Cultural studies have never been part of the eighth grade curriculum and we have little say of what are units consists of based on the constrictions of the common core standards and the limited available resources. It is difficult for me to even image bringing up Marxism to my students considering just bringing a pencil to class is considered a huge success on most days. I wouldn’t necessarily stay away from saying specific words like Marxism mostly because my students wouldn’t know they were “hot button” words at all. However, I would need to take a middle ground to be strategic in how I introduced the topics in a lesson so the students are engaged and also retain the information once they leave my classroom.

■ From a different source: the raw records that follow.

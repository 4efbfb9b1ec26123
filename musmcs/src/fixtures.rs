//! Index-level oracles for unit tests.

use crate::error::OracleError;
use crate::oracle::{Core, Oracle, OracleStats, Verdict};
use crate::subset::Subset;

/// A subset is UNSAT iff it contains one of the listed conflicts.
/// The MUSes of the problem are thus exactly the inclusion-minimal conflicts.
pub(crate) struct ConflictTable {
    num_soft: usize,
    conflicts: Vec<Subset>,
    assumptions: bool,
    /// Fail with a timeout after this number of checks.
    fail_after: Option<u64>,
    stats: OracleStats,
}

impl ConflictTable {
    pub fn new(num_soft: usize, conflicts: &[&[usize]]) -> Self {
        ConflictTable {
            num_soft,
            conflicts: conflicts
                .iter()
                .map(|c| Subset::from_indices(num_soft, c.iter().copied()).unwrap())
                .collect(),
            assumptions: false,
            fail_after: None,
            stats: OracleStats::default(),
        }
    }

    /// Reports (non-minimal) cores and witnesses.
    pub fn with_assumptions(mut self) -> Self {
        self.assumptions = true;
        self
    }

    pub fn failing_after(mut self, num_checks: u64) -> Self {
        self.fail_after = Some(num_checks);
        self
    }

    pub fn is_sat(&self, subset: &Subset) -> bool {
        !self.conflicts.iter().any(|c| c.is_subset(subset))
    }

    pub fn num_checks(&self) -> u64 {
        self.stats.num_checks
    }
}

impl Oracle for ConflictTable {
    fn num_soft(&self) -> usize {
        self.num_soft
    }

    fn check(&mut self, subset: &Subset) -> Result<Verdict, OracleError> {
        if self.fail_after.is_some_and(|n| self.stats.num_checks >= n) {
            let res = Err(OracleError::Timeout(None));
            self.stats.record(&res, Default::default());
            return res;
        }
        let res = if self.is_sat(subset) {
            let satisfied = self.assumptions.then(|| {
                // greedily extend the subset, as a solver's assignment would happen to satisfy more
                let mut satisfied = subset.clone();
                for i in 0..self.num_soft {
                    satisfied.insert(i);
                    if !self.is_sat(&satisfied) && !subset.contains(i) {
                        satisfied.remove(i);
                    }
                }
                satisfied
            });
            Verdict::Sat { satisfied }
        } else {
            let core = self.assumptions.then(|| {
                // union of all contained conflicts: valid but usually not minimal
                let mut members = Subset::empty(self.num_soft);
                for c in self.conflicts.iter().filter(|c| c.is_subset(subset)) {
                    members.union_with(c);
                }
                Core { members, minimal: false }
            });
            Verdict::Unsat { core }
        };
        let res = Ok(res);
        self.stats.record(&res, Default::default());
        res
    }

    fn supports_assumptions(&self) -> bool {
        self.assumptions
    }

    fn stats(&self) -> &OracleStats {
        &self.stats
    }
}
//! The satisfiability oracle the explanation algorithms are built upon.
//!
//! Algorithms only depend on the [`Oracle`] trait, which answers whether a subset of the soft
//! constraints is satisfiable together with the hard constraints. Actual solvers are plugged in
//! through the [`Backend`] / [`AssumptionBackend`] traits, wrapped in one of the two adapters:
//!
//!  - [`FullResolve`]: re-solves `hard ∪ subset` from scratch on each check. Always available.
//!  - [`AssumptionOracle`]: activates soft constraints through assumptions, so that UNSAT checks
//!    come with a core and SAT checks with a witness, which algorithms use to save oracle calls.

mod assumptions;
mod backend;
mod resolve;

use std::fmt::{Display, Formatter};
use std::time::Duration;

pub use assumptions::AssumptionOracle;
pub use backend::{AssumptionBackend, Backend, Witness};
pub use resolve::FullResolve;

use crate::error::OracleError;
use crate::subset::Subset;

/// An unsatisfiable subset of the checked constraints, as returned by the solver.
///
/// Unless `minimal` is set, it is only an upper bound of a MUS.
#[derive(Clone, Debug, PartialEq, Eq)]
pub struct Core {
    pub members: Subset,
    pub minimal: bool,
}

/// Outcome of a single oracle check.
#[derive(Clone, Debug, PartialEq, Eq)]
pub enum Verdict {
    Sat {
        /// Soft constraints satisfied by the witness found, if any.
        /// When present, it is a superset of the checked subset.
        satisfied: Option<Subset>,
    },
    Unsat {
        /// Unsatisfiable core, when the solver provides one. It is a subset of the checked subset.
        core: Option<Core>,
    },
}

impl Verdict {
    pub fn is_sat(&self) -> bool {
        matches!(self, Verdict::Sat { .. })
    }

    pub fn is_unsat(&self) -> bool {
        !self.is_sat()
    }
}

pub trait Oracle {
    /// Number of soft constraints. Checked subsets are drawn from `0..num_soft()`.
    fn num_soft(&self) -> usize;

    /// Checks whether the hard constraints together with the given soft constraints are satisfiable.
    ///
    /// Must be deterministic: the same subset always yields the same satisfiability.
    fn check(&mut self, subset: &Subset) -> Result<Verdict, OracleError>;

    /// Whether checks may come with cores and witnesses.
    /// Algorithms use this to decide between their assumption-based and naive variants.
    fn supports_assumptions(&self) -> bool;

    fn stats(&self) -> &OracleStats;
}

impl<O: Oracle + ?Sized> Oracle for &mut O {
    fn num_soft(&self) -> usize {
        (**self).num_soft()
    }
    fn check(&mut self, subset: &Subset) -> Result<Verdict, OracleError> {
        (**self).check(subset)
    }
    fn supports_assumptions(&self) -> bool {
        (**self).supports_assumptions()
    }
    fn stats(&self) -> &OracleStats {
        (**self).stats()
    }
}

/// Counters of the oracle calls of one session.
#[derive(Clone, Debug, Default, PartialEq, Eq)]
pub struct OracleStats {
    pub num_checks: u64,
    pub num_sat: u64,
    pub num_unsat: u64,
    pub num_errors: u64,
    /// Cumulated time spent in the backend.
    pub time: Duration,
}

impl OracleStats {
    pub(crate) fn record(&mut self, outcome: &Result<Verdict, OracleError>, time: Duration) {
        self.num_checks += 1;
        self.time += time;
        match outcome {
            Ok(Verdict::Sat { .. }) => self.num_sat += 1,
            Ok(Verdict::Unsat { .. }) => self.num_unsat += 1,
            Err(_) => self.num_errors += 1,
        }
    }
}

impl Display for OracleStats {
    fn fmt(&self, f: &mut Formatter<'_>) -> std::fmt::Result {
        writeln!(f, "# oracle checks : {}", self.num_checks)?;
        writeln!(f, "#   sat         : {}", self.num_sat)?;
        writeln!(f, "#   unsat       : {}", self.num_unsat)?;
        writeln!(f, "#   errors      : {}", self.num_errors)?;
        writeln!(f, "oracle time (s) : {:.6}", self.time.as_secs_f64())
    }
}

One way I could include Marxism and cultural theory in the classroom is when I teach the drama unit which revolves around a play adaption of The Diary of Anne Frank. I have a lot of interviews, primary documents, posters, videos, and articles that are incorporate into the unit. Some of these are propaganda postcards with images of Hitler building highways and making improvements as well propaganda children’s books depicting Jews as animals.

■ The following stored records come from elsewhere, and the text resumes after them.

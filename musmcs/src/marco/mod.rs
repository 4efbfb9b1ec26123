//! Enumeration of all MUSes and MCSes with the MARCO algorithm
//! (Liffiton, Previti, Malik & Marques-Silva, 2016).
//!
//! A "map solver" keeps track of the subsets of soft constraints that are not yet explored.
//! Each unexplored subset (seed) it proposes is checked against the oracle:
//!  - if UNSAT, it is shrunk to a MUS, and all supersets of the MUS are blocked in the map;
//!  - if SAT, it is grown to an MSS, and all subsets of the MSS are blocked in the map
//!    (i.e. every future seed must contain a member of the complementing MCS).
//!
//! Since every MUS intersects every MCS, no MUS or MCS is ever blocked before being found:
//! the enumeration is complete once the map has no model left.

mod mapsolver;

use std::hash::Hash;
use std::iter::FusedIterator;
use std::time::{Duration, Instant};

use itertools::Itertools;

use crate::config::{subset_solver_opti_mode_from_env, MAP_SOLVER_MODE};
use crate::error::{ExplainError, Result};
use crate::mss::grow;
use crate::mus::shrink;
use crate::oracle::{Oracle, Verdict};
use crate::subset::{SoftSet, Subset};
use mapsolver::MapSolver;
pub use mapsolver::MapSolverMode;

/// Optional optimisation of the shrinking steps.
#[derive(Copy, Clone, Debug, Default, PartialEq, Eq)]
pub enum SubsetSolverOptiMode {
    None,
    /// Members of singleton MCSes found so far belong to every MUS:
    /// their deletion is never tried when shrinking.
    #[default]
    KnownSingletonMCSes,
}

#[derive(Clone, Debug)]
pub struct MarcoConfig {
    pub return_muses: bool,
    pub return_mcses: bool,
    pub map_solver_mode: MapSolverMode,
    pub subset_solver_opti_mode: SubsetSolverOptiMode,
}

impl Default for MarcoConfig {
    fn default() -> Self {
        MarcoConfig {
            return_muses: true,
            return_mcses: true,
            map_solver_mode: MAP_SOLVER_MODE.get(),
            subset_solver_opti_mode: subset_solver_opti_mode_from_env(),
        }
    }
}

/// A result of the enumeration.
///
/// MCSes are reported as such. The MSS they complement is given by [`MusMcs::mss`].
#[derive(Clone, Debug, PartialEq, Eq, Hash, PartialOrd, Ord)]
pub enum MusMcs<S = Subset> {
    Mus(S),
    Mcs(S),
}

impl<S> MusMcs<S> {
    pub fn is_mus(&self) -> bool {
        matches!(self, MusMcs::Mus(_))
    }

    pub fn is_mcs(&self) -> bool {
        matches!(self, MusMcs::Mcs(_))
    }

    pub fn subset(&self) -> &S {
        match self {
            MusMcs::Mus(s) | MusMcs::Mcs(s) => s,
        }
    }

    pub fn into_subset(self) -> S {
        match self {
            MusMcs::Mus(s) | MusMcs::Mcs(s) => s,
        }
    }
}

impl MusMcs<Subset> {
    /// The MSS complementing an MCS result, `None` for a MUS.
    pub fn mss(&self) -> Option<Subset> {
        match self {
            MusMcs::Mus(_) => None,
            MusMcs::Mcs(mcs) => Some(mcs.complement()),
        }
    }

    /// Maps the soft indices of the result back to the constraint identifiers, keeping the kind.
    ///
    /// ```
    /// use musmcs::{MusMcs, SoftSet, Subset};
    /// let soft = SoftSet::new(["a", "b", "c"]).unwrap();
    /// let mus = MusMcs::Mus(Subset::from_indices(3, [0, 2]).unwrap());
    /// assert_eq!(mus.project(&soft), MusMcs::Mus(vec![&"a", &"c"]));
    /// ```
    pub fn project<'s, C: Eq + Hash + Clone>(&self, soft: &'s SoftSet<C>) -> MusMcs<Vec<&'s C>> {
        match self {
            MusMcs::Mus(s) => MusMcs::Mus(soft.project(s)),
            MusMcs::Mcs(s) => MusMcs::Mcs(soft.project(s)),
        }
    }
}

/// Outcome of [`Marco::run`].
#[derive(Clone, Debug)]
pub struct MusMcsEnumerationResult {
    /// MUSes found, if requested.
    pub muses: Option<Vec<Subset>>,
    /// MCSes found, if requested.
    pub mcses: Option<Vec<Subset>>,
    pub run_time: Option<Duration>,
    /// Whether every MUS and MCS was found.
    pub complete: Option<bool>,
    /// The oracle error that ended the enumeration early, if any.
    pub interrupted_by: Option<ExplainError>,
}

pub struct Marco<'a, O: Oracle + ?Sized> {
    oracle: &'a mut O,
    map_solver: MapSolver,
    config: MarcoConfig,
    /// Whether cores and witnesses of the oracle are used to shrink and grow faster.
    use_hints: bool,
    /// Set once the map is exhausted or an error occurred.
    done: bool,

    #[cfg(debug_assertions)]
    debug_found: std::collections::HashSet<MusMcs>,
}

/// Lazy enumeration of all MUSes and MCSes, using cores and witnesses if the oracle provides them.
pub fn marco<O: Oracle + ?Sized>(oracle: &mut O) -> Marco<'_, O> {
    Marco::new(oracle, MarcoConfig::default())
}

/// Lazy enumeration of all MUSes and MCSes, ignoring cores and witnesses.
pub fn marco_naive<O: Oracle + ?Sized>(oracle: &mut O) -> Marco<'_, O> {
    Marco::naive(oracle, MarcoConfig::default())
}

/// All MUSes of the problem (at most `max` of them if given).
pub fn all_mus<O: Oracle + ?Sized>(oracle: &mut O, max: Option<usize>) -> Result<Vec<Subset>> {
    let config = MarcoConfig {
        return_mcses: false,
        ..MarcoConfig::default()
    };
    Marco::new(oracle, config)
        .take(max.unwrap_or(usize::MAX))
        .map_ok(MusMcs::into_subset)
        .collect()
}

/// All MCSes of the problem (at most `max` of them if given).
pub fn all_mcs<O: Oracle + ?Sized>(oracle: &mut O, max: Option<usize>) -> Result<Vec<Subset>> {
    let config = MarcoConfig {
        return_muses: false,
        ..MarcoConfig::default()
    };
    Marco::new(oracle, config)
        .take(max.unwrap_or(usize::MAX))
        .map_ok(MusMcs::into_subset)
        .collect()
}

impl<O: Oracle + ?Sized> Iterator for Marco<'_, O> {
    type Item = Result<MusMcs>;

    /// The next MUS or MCS. After an oracle error is returned, the iterator is exhausted:
    /// the enumeration can only be restarted from the beginning.
    fn next(&mut self) -> Option<Self::Item> {
        if self.done {
            return None;
        }
        match self._next() {
            Ok(Some(musmcs)) => Some(Ok(musmcs)),
            Ok(None) => {
                self.done = true;
                None
            }
            Err(err) => {
                self.done = true;
                Some(Err(err))
            }
        }
    }
}

impl<O: Oracle + ?Sized> FusedIterator for Marco<'_, O> {}

impl<'a, O: Oracle + ?Sized> Marco<'a, O> {
    pub fn new(oracle: &'a mut O, config: MarcoConfig) -> Self {
        let use_hints = oracle.supports_assumptions();
        Self::with(oracle, config, use_hints)
    }

    /// Never exploits cores nor witnesses, even if the oracle provides them.
    pub fn naive(oracle: &'a mut O, config: MarcoConfig) -> Self {
        Self::with(oracle, config, false)
    }

    fn with(oracle: &'a mut O, config: MarcoConfig, use_hints: bool) -> Self {
        let map_solver = MapSolver::new(oracle.num_soft(), config.map_solver_mode);
        Marco {
            oracle,
            map_solver,
            config,
            use_hints,
            done: false,
            #[cfg(debug_assertions)]
            debug_found: Default::default(),
        }
    }

    /// Provides an iterator over all MUSes of the problem.
    pub fn mus_only(self) -> impl Iterator<Item = Result<Subset>> + use<'a, O> {
        self.filter_map_ok(|musmcs| match musmcs {
            MusMcs::Mus(mus) => Some(mus),
            MusMcs::Mcs(_) => None,
        })
    }

    /// Runs the enumeration to the end, or until the oracle fails.
    /// Results found before a failure are kept, and the result is then marked incomplete.
    pub fn run(
        &mut self,
        mut on_mus_found: Option<&mut dyn FnMut(&Subset)>,
        mut on_mcs_found: Option<&mut dyn FnMut(&Subset)>,
    ) -> MusMcsEnumerationResult {
        let _span = tracing::span!(tracing::Level::DEBUG, "MARCO").entered();
        let mut muses = self.config.return_muses.then(Vec::<Subset>::new);
        let mut mcses = self.config.return_mcses.then(Vec::<Subset>::new);
        let mut interrupted_by = None;

        let start = Instant::now();
        for musmcs in self.by_ref() {
            match musmcs {
                Ok(MusMcs::Mus(mus)) => {
                    if let Some(callback) = on_mus_found.as_mut() {
                        callback(&mus);
                    }
                    muses.get_or_insert_with(Vec::new).push(mus);
                }
                Ok(MusMcs::Mcs(mcs)) => {
                    if let Some(callback) = on_mcs_found.as_mut() {
                        callback(&mcs);
                    }
                    mcses.get_or_insert_with(Vec::new).push(mcs);
                }
                Err(err) => {
                    tracing::warn!("enumeration interrupted: {}", err);
                    interrupted_by = Some(err);
                }
            }
        }

        debug_assert!(muses.as_ref().is_none_or(|v| v.iter().all_unique()));
        debug_assert!(mcses.as_ref().is_none_or(|v| v.iter().all_unique()));
        tracing::debug!(
            "found {} MUSes and {} MCSes ({} oracle checks)",
            muses.as_ref().map_or(0, Vec::len),
            mcses.as_ref().map_or(0, Vec::len),
            self.oracle.stats().num_checks
        );

        MusMcsEnumerationResult {
            muses,
            mcses,
            run_time: Some(start.elapsed()),
            complete: Some(interrupted_by.is_none()),
            interrupted_by,
        }
    }

    fn _next(&mut self) -> Result<Option<MusMcs>> {
        while let Some(seed) = self.map_solver.find_unexplored_seed()? {
            match self.oracle.check(&seed)? {
                Verdict::Sat { satisfied } => {
                    let satisfied = match satisfied {
                        Some(satisfied) if self.use_hints => satisfied,
                        _ => seed,
                    };
                    if !self.config.return_mcses && self.use_hints {
                        // Growing is only needed to report MCSes. Blocking the subsets of the
                        // witness's satisfied set is enough to make progress.
                        self.map_solver.block_down(&satisfied.complement())?;
                        continue;
                    }
                    let order = (0..self.oracle.num_soft()).collect_vec();
                    let mss = grow(self.oracle, satisfied, &order, self.use_hints)?;
                    let mcs = mss.complement();
                    self.map_solver.block_down(&mcs)?;

                    // an empty MCS means the whole soft set is SAT: nothing to correct
                    if !mcs.is_empty() && self.config.return_mcses {
                        self.debug_check_is_new(MusMcs::Mcs(mcs.clone()));
                        return Ok(Some(MusMcs::Mcs(mcs)));
                    }
                }
                Verdict::Unsat { core } => {
                    let unsat = match core {
                        Some(core) if self.use_hints => core.members.intersection(&seed),
                        _ => seed,
                    };
                    let skip = match self.config.subset_solver_opti_mode {
                        SubsetSolverOptiMode::None => None,
                        SubsetSolverOptiMode::KnownSingletonMCSes => {
                            Some(self.map_solver.known_singleton_mcses().clone())
                        }
                    };
                    let mus = shrink(self.oracle, unsat, self.use_hints, skip.as_ref())?;
                    self.map_solver.block_up(&mus)?;

                    // an empty MUS means the hard constraints are UNSAT, and the map is now exhausted
                    if mus.is_empty() {
                        tracing::warn!("hard constraints are unsatisfiable on their own");
                    }
                    if self.config.return_muses {
                        self.debug_check_is_new(MusMcs::Mus(mus.clone()));
                        return Ok(Some(MusMcs::Mus(mus)));
                    }
                }
            }
        }
        Ok(None)
    }

    #[cfg(debug_assertions)]
    fn debug_check_is_new(&mut self, musmcs: MusMcs) {
        debug_assert!(self.debug_found.insert(musmcs));
    }

    #[cfg(not(debug_assertions))]
    fn debug_check_is_new(&mut self, _musmcs: MusMcs) {}
}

Prior to this unit I would have taught a small lesson on propaganda during the dystopian unit as an extra credit assignment. Students can create a poster based on the book with guideline and use of examples. For a refresher and a more in depth explanation I would begin with this video https://youtu.be/-WpFzTplp28. This does a great job explaining what propaganda is as well as the history and the role of mass media influencing the use on a much larger scale. There is also discussion on Hitler’s use and his opinion on propaganda with ties the unit together.
After the propaganda video and some discussion I would show the biography of Theodor W. Adoro https://youtu.be/4YGnPgtWhsw and explain how he was an influential socialist in Germany after WWII who made valuable contributions how he blamed the use of mass media such as the propaganda and the complacency of society to be so easily manipulated for the Holocaust to continue. I can also take this further and ask students if they can give me examples of modern day propaganda just to see how aware they are or if they are like the complacent society that Adoro describes. Are we being easily manipulated by mass media and so easily influenced by what is being projected that we lose sight on what is important? I can then show the students modern examples of propaganda such as “MODERN DAY WARFARE” which is a great example of internet propaganda http://www.skiptomalouuu.com/2011/10/modern-day-warfare.html as well as commercials and they can identify which technique is being used to persuade https://youtu.be/0eWPbr_KzN4
From the video:
1) Simple solutions (Google)
2) Name calling, card stacking, repetition (Bounty)
3) Appeal to tradition, emotional transfer (Gap)
4) wit and humor, simple solutions, small print (Boost Mobile)
5) repetition, jingle, plain folks (Clapper)
6) jingle, bandwagon (Snuggie)
7) wit and humor (Doritos)
As a writing piece students can compare the difference between the propaganda used in WWII and the propaganda used now. Students can also write about the differences between how we use or free time and if that influence our subconscious. This lesson could be a great lead in activity to reading The Wave by Todd Strassar.